> I know branch prediction is essential if you have instruction pipelining in actual CPU hardware.

With sufficiently slow memory, relative to the pipeline speed. A microcontroller executing out of TCM doesn’t gain anything from prediction, since instruction fetches can keep up with the pipeline.

▲

immibis 2 days ago | parent [-]

The head of the pipeline is at least several clock cycles ahead of the tail, by definition. At the time the branch instruction reaches the part of the CPU where it decides whether to branch or not, the next several instructions have already been fetched, decoded and partially executed, and that's thrown away on a mispredicted branch.

There may not be a large delay when executing from TCM with a short pipeline, but it's still there.
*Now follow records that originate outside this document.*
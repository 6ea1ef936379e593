use std::collections::BTreeSet;
use std::fmt;

/// Tokens that grant every tool unconditionally.
pub const SUPER_TOKENS: [&str; 3] = ["all", "*", "ai:*"];

/// A parsed permission string.
///
/// `ai:db.query` is exact, `ai:db.*` is a wildcard over everything below `ai:db`,
/// and the members of [`SUPER_TOKENS`] short-circuit all checks.
#[derive(Clone, Debug, PartialEq, Eq, PartialOrd, Ord, Hash)]
pub enum Permission {
    Super(String),
    Wildcard { prefix: String },
    Exact(String),
}

impl Permission {
    pub fn parse(raw: &str) -> Self {
        let raw = raw.trim();
        if SUPER_TOKENS.contains(&raw) {
            return Permission::Super(raw.to_string());
        }
        match raw.strip_suffix(".*") {
            Some(prefix) if !prefix.is_empty() => Permission::Wildcard {
                prefix: prefix.to_string(),
            },
            _ => Permission::Exact(raw.to_string()),
        }
    }

    pub fn is_super(&self) -> bool {
        matches!(self, Permission::Super(_))
    }

    /// Whether holding `self` satisfies `required`.
    pub fn covers(&self, required: &str) -> bool {
        match self {
            Permission::Super(_) => true,
            Permission::Exact(p) => p == required,
            // `reports.*` also covers the bare `reports` segment
            Permission::Wildcard { prefix } => required
                .strip_prefix(prefix.as_str())
                .is_some_and(|rest| rest.is_empty() || (rest.starts_with('.') && rest.len() > 1)),
        }
    }
}

impl fmt::Display for Permission {
    fn fmt(&self, f: &mut fmt::Formatter<'_>) -> fmt::Result {
        match self {
            Permission::Super(token) => f.write_str(token),
            Permission::Wildcard { prefix } => write!(f, "{prefix}.*"),
            Permission::Exact(p) => f.write_str(p),
        }
    }
}

/// Resolved permissions held by one actor.
#[derive(Clone, Debug, Default, PartialEq, Eq)]
pub struct PermissionSet {
    grants: BTreeSet<Permission>,
}

impl PermissionSet {
    pub fn from_strings<I, S>(raw: I) -> Self
    where
        I: IntoIterator<Item = S>,
        S: AsRef<str>,
    {
        let mut set = Self::default();
        set.extend(raw);
        set
    }

    pub fn extend<I, S>(&mut self, raw: I)
    where
        I: IntoIterator<Item = S>,
        S: AsRef<str>,
    {
        for p in raw {
            let p = p.as_ref();
            if !p.trim().is_empty() {
                self.grants.insert(Permission::parse(p));
            }
        }
    }

    pub fn has_super(&self) -> bool {
        self.grants.iter().any(Permission::is_super)
    }

    pub fn contains_exact(&self, required: &str) -> bool {
        self.grants
            .iter()
            .any(|p| matches!(p, Permission::Exact(e) if e == required))
    }

    pub fn covers_by_wildcard(&self, required: &str) -> bool {
        self.grants
            .iter()
            .any(|p| matches!(p, Permission::Wildcard { .. }) && p.covers(required))
    }

    pub fn grants(&self, required: &str) -> bool {
        self.grants.iter().any(|p| p.covers(required))
    }

    pub fn len(&self) -> usize {
        self.grants.len()
    }

    pub fn is_empty(&self) -> bool {
        self.grants.is_empty()
    }

    pub fn iter(&self) -> impl Iterator<Item = &Permission> {
        self.grants.iter()
    }
}
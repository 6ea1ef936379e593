use std::collections::BTreeMap;
use std::fs;
use std::path::Path;
use std::sync::Arc;

use serde::{Deserialize, Serialize};
use serde_json::Value;

use atlas_store::{InMemoryActorStore, InMemoryDocumentExecutor, InMemoryToolStore};
use atlas_tools::builtin_registry;
use atlas_types::{Actor, ToolDescriptor};

use crate::config::{ConfigError, GovernanceConfig};
use crate::Collaborators;

/// Seed data for the in-memory stores: actors, tool descriptors and document collections.
#[derive(Clone, Debug, Default, Serialize, Deserialize)]
#[serde(default)]
pub struct Fixtures {
    pub actors: Vec<Actor>,
    pub tools: Vec<ToolDescriptor>,
    pub collections: BTreeMap<String, Vec<Value>>,
}

impl Fixtures {
    pub fn from_path(path: impl AsRef<Path>) -> Result<Self, ConfigError> {
        let path = path.as_ref();
        let text = fs::read_to_string(path).map_err(|source| ConfigError::Io {
            path: path.to_path_buf(),
            source,
        })?;
        serde_yaml::from_str(&text).map_err(|source| ConfigError::Parse {
            path: path.to_path_buf(),
            source,
        })
    }

    /// In-memory collaborators with the built-in data tools registered.
    ///
    /// Built-in descriptors are seeded first, so a fixture descriptor with the same id
    /// replaces it.
    pub fn into_collaborators(self, config: &GovernanceConfig) -> Result<Collaborators, ConfigError> {
        let documents = self
            .collections
            .into_iter()
            .fold(InMemoryDocumentExecutor::new(), |exec, (name, docs)| {
                exec.with_collection(name, docs)
            });
        let registry = builtin_registry(Arc::new(documents));
        let descriptors = registry.descriptors().into_iter().chain(self.tools);
        Ok(Collaborators {
            actors: Arc::new(InMemoryActorStore::new(self.actors)),
            tools: Arc::new(InMemoryToolStore::new(descriptors)),
            registry,
            audit: config.audit.open_store()?,
        })
    }
}
use std::collections::HashMap;
use std::sync::atomic::{AtomicBool, AtomicUsize, Ordering};
use std::time::Duration;

use async_trait::async_trait;
use tokio::sync::RwLock;

use atlas_types::{Actor, ToolDescriptor};

use crate::{ActorStore, StoreError, ToolDescriptorStore};

/// Knobs shared by the in-memory stores so tests can observe and disturb store traffic.
#[derive(Default)]
struct Probe {
    reads: AtomicUsize,
    unavailable: AtomicBool,
    latency: Option<Duration>,
}

impl Probe {
    async fn enter(&self, what: &str) -> Result<(), StoreError> {
        self.reads.fetch_add(1, Ordering::SeqCst);
        if let Some(latency) = self.latency {
            tokio::time::sleep(latency).await;
        }
        if self.unavailable.load(Ordering::SeqCst) {
            return Err(StoreError::Unavailable(format!("{what} store offline")));
        }
        Ok(())
    }
}

/// In-memory identity store.
///
/// NOTE: not durable; meant for fixtures, the CLI and tests.
#[derive(Default)]
pub struct InMemoryActorStore {
    actors: RwLock<HashMap<String, Actor>>,
    probe: Probe,
}

impl InMemoryActorStore {
    pub fn new(actors: impl IntoIterator<Item = Actor>) -> Self {
        Self {
            actors: RwLock::new(actors.into_iter().map(|a| (a.id.clone(), a)).collect()),
            probe: Probe::default(),
        }
    }

    /// Every lookup sleeps for `latency` before answering.
    pub fn with_latency(mut self, latency: Duration) -> Self {
        self.probe.latency = Some(latency);
        self
    }

    pub async fn upsert(&self, actor: Actor) {
        self.actors.write().await.insert(actor.id.clone(), actor);
    }

    pub async fn remove(&self, actor_id: &str) -> Option<Actor> {
        self.actors.write().await.remove(actor_id)
    }

    /// Number of `find_by_id` calls served so far.
    pub fn reads(&self) -> usize {
        self.probe.reads.load(Ordering::SeqCst)
    }

    pub fn set_unavailable(&self, unavailable: bool) {
        self.probe.unavailable.store(unavailable, Ordering::SeqCst);
    }
}

#[async_trait]
impl ActorStore for InMemoryActorStore {
    async fn find_by_id(&self, actor_id: &str) -> Result<Option<Actor>, StoreError> {
        self.probe.enter("actor").await?;
        Ok(self.actors.read().await.get(actor_id).cloned())
    }
}

#[derive(Default)]
pub struct InMemoryToolStore {
    tools: RwLock<HashMap<String, ToolDescriptor>>,
    probe: Probe,
}

impl InMemoryToolStore {
    pub fn new(tools: impl IntoIterator<Item = ToolDescriptor>) -> Self {
        Self {
            tools: RwLock::new(tools.into_iter().map(|t| (t.tool_id.clone(), t)).collect()),
            probe: Probe::default(),
        }
    }

    pub fn with_latency(mut self, latency: Duration) -> Self {
        self.probe.latency = Some(latency);
        self
    }

    pub async fn upsert(&self, tool: ToolDescriptor) {
        self.tools.write().await.insert(tool.tool_id.clone(), tool);
    }

    pub async fn remove(&self, tool_id: &str) -> Option<ToolDescriptor> {
        self.tools.write().await.remove(tool_id)
    }

    pub fn reads(&self) -> usize {
        self.probe.reads.load(Ordering::SeqCst)
    }

    pub fn set_unavailable(&self, unavailable: bool) {
        self.probe.unavailable.store(unavailable, Ordering::SeqCst);
    }
}

#[async_trait]
impl ToolDescriptorStore for InMemoryToolStore {
    async fn find_by_tool_id(&self, tool_id: &str) -> Result<Option<ToolDescriptor>, StoreError> {
        self.probe.enter("tool").await?;
        Ok(self.tools.read().await.get(tool_id).cloned())
    }
}
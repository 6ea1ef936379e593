//! Parameter validation against a tool's declared schema.
//!
//! Strict on three things only: required fields, enum membership and forbidden query
//! operators anywhere in the tree. Everything else (unknown fields, loose types) passes through.

use std::collections::BTreeSet;
use std::sync::Arc;

use serde::Serialize;
use serde_json::{Map, Value};
use thiserror::Error;
use tracing::warn;

use atlas_store::ToolDescriptorStore;
use atlas_types::{ReasonCode, ToolDescriptor};

/// Operators that turn a filter into code execution or a write/join stage.
pub const DEFAULT_FORBIDDEN_OPERATORS: [&str; 8] = [
    "$where",
    "$function",
    "$accumulator",
    "$expr",
    "$out",
    "$merge",
    "$lookup",
    "$unionWith",
];

#[derive(Debug, Clone, PartialEq, Eq, Error)]
pub enum ValidationError {
    #[error("missing required parameter '{field}'")]
    MissingRequired { field: String },
    #[error("parameter '{field}' must be one of {allowed}, got {actual}")]
    InvalidEnum {
        field: String,
        allowed: String,
        actual: String,
    },
    #[error("forbidden operator '{key}' at '{path}'")]
    DangerousOperator { key: String, path: String },
    #[error("parameters must be an object, got {kind}")]
    InvalidParams { kind: &'static str },
    #[error("tool descriptor lookup failed: {0}")]
    Lookup(String),
}

impl ValidationError {
    pub fn code(&self) -> ReasonCode {
        match self {
            ValidationError::MissingRequired { .. } => ReasonCode::MissingRequiredParam,
            ValidationError::InvalidEnum { .. } => ReasonCode::InvalidEnumValue,
            ValidationError::DangerousOperator { .. } => ReasonCode::DangerousOperator,
            ValidationError::InvalidParams { .. } => ReasonCode::InvalidParams,
            ValidationError::Lookup(_) => ReasonCode::InternalCheckError,
        }
    }
}

/// Parameters that passed validation, with declared defaults filled in.
#[derive(Debug, Clone, PartialEq, Serialize)]
pub struct ValidatedParams {
    pub tool_id: String,
    pub params: Map<String, Value>,
    pub defaults_applied: Vec<String>,
    pub credential_bearing: bool,
}

impl ValidatedParams {
    pub fn get(&self, field: &str) -> Option<&Value> {
        self.params.get(field)
    }

    pub fn into_value(self) -> Value {
        Value::Object(self.params)
    }
}

pub struct ParameterValidator {
    tools: Arc<dyn ToolDescriptorStore>,
    forbidden: BTreeSet<String>,
}

impl ParameterValidator {
    pub fn new(tools: Arc<dyn ToolDescriptorStore>) -> Self {
        Self {
            tools,
            forbidden: normalize_operators(DEFAULT_FORBIDDEN_OPERATORS),
        }
    }

    pub fn with_forbidden_operators<I, S>(mut self, operators: I) -> Self
    where
        I: IntoIterator<Item = S>,
        S: AsRef<str>,
    {
        self.forbidden = normalize_operators(operators);
        self
    }

    /// Looks up the tool's descriptor and validates `raw` against it.
    pub async fn validate(&self, tool_id: &str, raw: Value) -> Result<ValidatedParams, ValidationError> {
        let descriptor = self
            .tools
            .find_by_tool_id(tool_id)
            .await
            .map_err(|e| ValidationError::Lookup(e.to_string()))?;
        self.validate_against(tool_id, descriptor.as_ref(), raw)
    }

    /// Validation with an already loaded descriptor. Tools without a descriptor get the
    /// shape check and the operator scan only.
    pub fn validate_against(
        &self,
        tool_id: &str,
        descriptor: Option<&ToolDescriptor>,
        raw: Value,
    ) -> Result<ValidatedParams, ValidationError> {
        let mut params = match raw {
            Value::Object(map) => map,
            Value::Null => Map::new(),
            other => {
                return Err(ValidationError::InvalidParams {
                    kind: kind_of(&other),
                })
            }
        };

        if let Some((key, path)) = scan_object(&params, &self.forbidden, "") {
            warn!(tool_id, key = %key, path = %path, "forbidden operator in parameters");
            return Err(ValidationError::DangerousOperator { key, path });
        }

        let Some(descriptor) = descriptor else {
            return Ok(ValidatedParams {
                tool_id: tool_id.to_string(),
                params,
                defaults_applied: Vec::new(),
                credential_bearing: false,
            });
        };
        let schema = &descriptor.parameters;

        let mut defaults_applied = Vec::new();
        for (name, spec) in &schema.properties {
            let Some(default) = &spec.default else { continue };
            if params.get(name).map_or(true, Value::is_null) {
                params.insert(name.clone(), default.clone());
                defaults_applied.push(name.clone());
            }
        }

        for field in &schema.required {
            if params.get(field).map_or(true, Value::is_null) {
                return Err(ValidationError::MissingRequired {
                    field: field.clone(),
                });
            }
        }

        for (name, spec) in &schema.properties {
            let (Some(allowed), Some(actual)) = (&spec.allowed, params.get(name)) else {
                continue;
            };
            if actual.is_null() || allowed.contains(actual) {
                continue;
            }
            return Err(ValidationError::InvalidEnum {
                field: name.clone(),
                allowed: Value::Array(allowed.clone()).to_string(),
                actual: actual.to_string(),
            });
        }

        Ok(ValidatedParams {
            tool_id: tool_id.to_string(),
            params,
            defaults_applied,
            credential_bearing: descriptor.credential_bearing,
        })
    }
}

fn normalize_operators<I, S>(operators: I) -> BTreeSet<String>
where
    I: IntoIterator<Item = S>,
    S: AsRef<str>,
{
    operators
        .into_iter()
        .map(|op| op.as_ref().to_ascii_lowercase())
        .collect()
}

/// Depth-first scan for a forbidden key. Returns the key and its path
/// (`query.$or[1].$where`).
pub fn find_forbidden(value: &Value, forbidden: &BTreeSet<String>) -> Option<(String, String)> {
    scan(value, forbidden, "")
}

fn scan(value: &Value, forbidden: &BTreeSet<String>, path: &str) -> Option<(String, String)> {
    match value {
        Value::Object(map) => scan_object(map, forbidden, path),
        Value::Array(items) => items
            .iter()
            .enumerate()
            .find_map(|(i, child)| scan(child, forbidden, &format!("{path}[{i}]"))),
        _ => None,
    }
}

fn scan_object(
    map: &Map<String, Value>,
    forbidden: &BTreeSet<String>,
    path: &str,
) -> Option<(String, String)> {
    map.iter().find_map(|(key, child)| {
        let here = if path.is_empty() {
            key.clone()
        } else {
            format!("{path}.{key}")
        };
        if forbidden.contains(&key.to_ascii_lowercase()) {
            return Some((key.clone(), here));
        }
        scan(child, forbidden, &here)
    })
}

fn kind_of(value: &Value) -> &'static str {
    match value {
        Value::Null => "null",
        Value::Bool(_) => "boolean",
        Value::Number(_) => "number",
        Value::String(_) => "string",
        Value::Array(_) => "array",
        Value::Object(_) => "object",
    }
}
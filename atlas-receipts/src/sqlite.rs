//! SQLite-backed audit store.

use std::path::Path;
use std::sync::{Arc, Mutex};

use async_trait::async_trait;
use chrono::{DateTime, TimeZone, Utc};
use rusqlite::{params, Connection, ErrorCode, Row};

use crate::{AuditError, AuditFilter, AuditPage, AuditRecord, AuditStore, PageRequest, StatsWindow};

const SCHEMA: &str = "PRAGMA journal_mode=WAL;PRAGMA synchronous=FULL;CREATE TABLE IF NOT EXISTS \
     audit_records (request_id TEXT PRIMARY KEY,actor_id TEXT NOT NULL,tool_id TEXT NOT \
     NULL,params TEXT NOT NULL,success INTEGER NOT NULL,reason_code TEXT,error_message \
     TEXT,duration_ms INTEGER NOT NULL,timestamp_ms INTEGER NOT NULL,session_id TEXT);CREATE \
     INDEX IF NOT EXISTS idx_audit_actor_time ON audit_records(actor_id, timestamp_ms);CREATE \
     INDEX IF NOT EXISTS idx_audit_time ON audit_records(timestamp_ms);";

const COLUMNS: &str = "request_id, actor_id, tool_id, params, success, reason_code, \
     error_message, duration_ms, timestamp_ms, session_id";

const ACTOR_FILTER: &str = "actor_id = ?1 AND (?2 IS NULL OR tool_id = ?2) AND (?3 IS NULL OR \
     success = ?3) AND (?4 IS NULL OR timestamp_ms >= ?4) AND (?5 IS NULL OR timestamp_ms <= ?5)";

pub struct SqliteAuditStore {
    connection: Arc<Mutex<Connection>>,
}

impl SqliteAuditStore {
    pub fn open(path: &Path) -> Result<Self, AuditError> {
        if let Some(parent) = path.parent().filter(|p| !p.as_os_str().is_empty()) {
            std::fs::create_dir_all(parent).map_err(|e| AuditError::Io(e.to_string()))?;
        }
        let conn = Connection::open(path).map_err(storage)?;
        Self::init(conn)
    }

    pub fn in_memory() -> Result<Self, AuditError> {
        Self::init(Connection::open_in_memory().map_err(storage)?)
    }

    fn init(conn: Connection) -> Result<Self, AuditError> {
        conn.execute_batch(SCHEMA).map_err(storage)?;
        Ok(Self {
            connection: Arc::new(Mutex::new(conn)),
        })
    }

    /// Runs `f` against the connection on the blocking pool.
    async fn run<T, F>(&self, f: F) -> Result<T, AuditError>
    where
        T: Send + 'static,
        F: FnOnce(&Connection) -> Result<T, AuditError> + Send + 'static,
    {
        let connection = Arc::clone(&self.connection);
        tokio::task::spawn_blocking(move || {
            let conn = connection
                .lock()
                .map_err(|_| AuditError::Storage("audit store lock poisoned".to_string()))?;
            f(&conn)
        })
        .await
        .map_err(|e| AuditError::Storage(e.to_string()))?
    }
}

#[async_trait]
impl AuditStore for SqliteAuditStore {
    async fn insert(&self, record: &AuditRecord) -> Result<(), AuditError> {
        let record = record.clone();
        let params_json =
            serde_json::to_string(&record.params).map_err(|e| AuditError::Parse(e.to_string()))?;
        self.run(move |conn| {
            conn.execute(
                &format!("INSERT INTO audit_records ({COLUMNS}) VALUES (?1, ?2, ?3, ?4, ?5, ?6, ?7, ?8, ?9, ?10)"),
                params![
                    record.request_id,
                    record.actor_id,
                    record.tool_id,
                    params_json,
                    record.success,
                    record.reason_code,
                    record.error_message,
                    i64::try_from(record.duration_ms).unwrap_or(i64::MAX),
                    record.timestamp.timestamp_millis(),
                    record.session_id,
                ],
            )
            .map_err(|err| match err {
                rusqlite::Error::SqliteFailure(e, _) if e.code == ErrorCode::ConstraintViolation => {
                    AuditError::Duplicate(record.request_id.clone())
                }
                other => storage(other),
            })?;
            Ok(())
        })
        .await
    }

    async fn find_by_request_id(&self, request_id: &str) -> Result<Option<AuditRecord>, AuditError> {
        let request_id = request_id.to_string();
        self.run(move |conn| {
            let mut stmt = conn
                .prepare(&format!("SELECT {COLUMNS} FROM audit_records WHERE request_id = ?1"))
                .map_err(storage)?;
            let mut rows = stmt.query_map(params![request_id], RawRecord::from_row).map_err(storage)?;
            match rows.next() {
                Some(row) => Ok(Some(row.map_err(storage)?.into_record()?)),
                None => Ok(None),
            }
        })
        .await
    }

    async fn find_by_actor(
        &self,
        actor_id: &str,
        filter: &AuditFilter,
        page: PageRequest,
    ) -> Result<AuditPage, AuditError> {
        let actor_id = actor_id.to_string();
        let filter = filter.clone();
        let page = page.normalized();
        self.run(move |conn| {
            let tool_id = filter.tool_id.as_deref();
            let start = filter.start.map(|t| t.timestamp_millis());
            let end = filter.end.map(|t| t.timestamp_millis());

            let total: i64 = conn
                .query_row(
                    &format!("SELECT COUNT(*) FROM audit_records WHERE {ACTOR_FILTER}"),
                    params![actor_id, tool_id, filter.success, start, end],
                    |row| row.get(0),
                )
                .map_err(storage)?;

            let mut stmt = conn
                .prepare(&format!(
                    "SELECT {COLUMNS} FROM audit_records WHERE {ACTOR_FILTER} \
                     ORDER BY timestamp_ms DESC, rowid DESC LIMIT ?6 OFFSET ?7"
                ))
                .map_err(storage)?;
            let rows = stmt
                .query_map(
                    params![
                        actor_id,
                        tool_id,
                        filter.success,
                        start,
                        end,
                        i64::from(page.limit),
                        i64::try_from(page.offset()).unwrap_or(i64::MAX),
                    ],
                    RawRecord::from_row,
                )
                .map_err(storage)?;
            let mut records = Vec::new();
            for row in rows {
                records.push(row.map_err(storage)?.into_record()?);
            }
            Ok(AuditPage {
                records,
                total: u64::try_from(total).unwrap_or(0),
                page: page.page,
                limit: page.limit,
            })
        })
        .await
    }

    async fn counts(&self, window: &StatsWindow) -> Result<(u64, u64), AuditError> {
        let start = window.start.map(|t| t.timestamp_millis());
        let end = window.end.map(|t| t.timestamp_millis());
        self.run(move |conn| {
            let (total, ok): (i64, i64) = conn
                .query_row(
                    "SELECT COUNT(*), COALESCE(SUM(success), 0) FROM audit_records \
                     WHERE (?1 IS NULL OR timestamp_ms >= ?1) AND (?2 IS NULL OR timestamp_ms <= ?2)",
                    params![start, end],
                    |row| Ok((row.get(0)?, row.get(1)?)),
                )
                .map_err(storage)?;
            Ok((
                u64::try_from(total).unwrap_or(0),
                u64::try_from(ok).unwrap_or(0),
            ))
        })
        .await
    }
}

struct RawRecord {
    request_id: String,
    actor_id: String,
    tool_id: String,
    params: String,
    success: bool,
    reason_code: Option<String>,
    error_message: Option<String>,
    duration_ms: i64,
    timestamp_ms: i64,
    session_id: Option<String>,
}

impl RawRecord {
    fn from_row(row: &Row<'_>) -> rusqlite::Result<Self> {
        Ok(Self {
            request_id: row.get(0)?,
            actor_id: row.get(1)?,
            tool_id: row.get(2)?,
            params: row.get(3)?,
            success: row.get(4)?,
            reason_code: row.get(5)?,
            error_message: row.get(6)?,
            duration_ms: row.get(7)?,
            timestamp_ms: row.get(8)?,
            session_id: row.get(9)?,
        })
    }

    fn into_record(self) -> Result<AuditRecord, AuditError> {
        let params =
            serde_json::from_str(&self.params).map_err(|e| AuditError::Parse(e.to_string()))?;
        Ok(AuditRecord {
            request_id: self.request_id,
            actor_id: self.actor_id,
            tool_id: self.tool_id,
            params,
            success: self.success,
            reason_code: self.reason_code,
            error_message: self.error_message,
            duration_ms: u64::try_from(self.duration_ms).unwrap_or(0),
            timestamp: from_millis(self.timestamp_ms)?,
            session_id: self.session_id,
        })
    }
}

fn from_millis(ms: i64) -> Result<DateTime<Utc>, AuditError> {
    Utc.timestamp_millis_opt(ms)
        .single()
        .ok_or_else(|| AuditError::Parse(format!("timestamp out of range: {ms}")))
}

fn storage(err: rusqlite::Error) -> AuditError {
    AuditError::Storage(err.to_string())
}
It can be so small that it doesn't justify the expense of a branch predictor. Many microcontrollers are optimized for power consumption, which means simplicity. I expect microcontroller-class chips to largely run in-order with short pipelines and low-ish clock speeds, although there are exceptions. Older generations of microcontrollers (PIC/AVR) weren't even pipelined at all.

	▲	addaon 2 days ago \| parent [-]
		> but it's still there Unless you evaluate branches in the second stage of the pipeline and forward them. Or add a delay slot and forward them from the third stage. In the typical case you’re of course correct, but there are many approaches out there.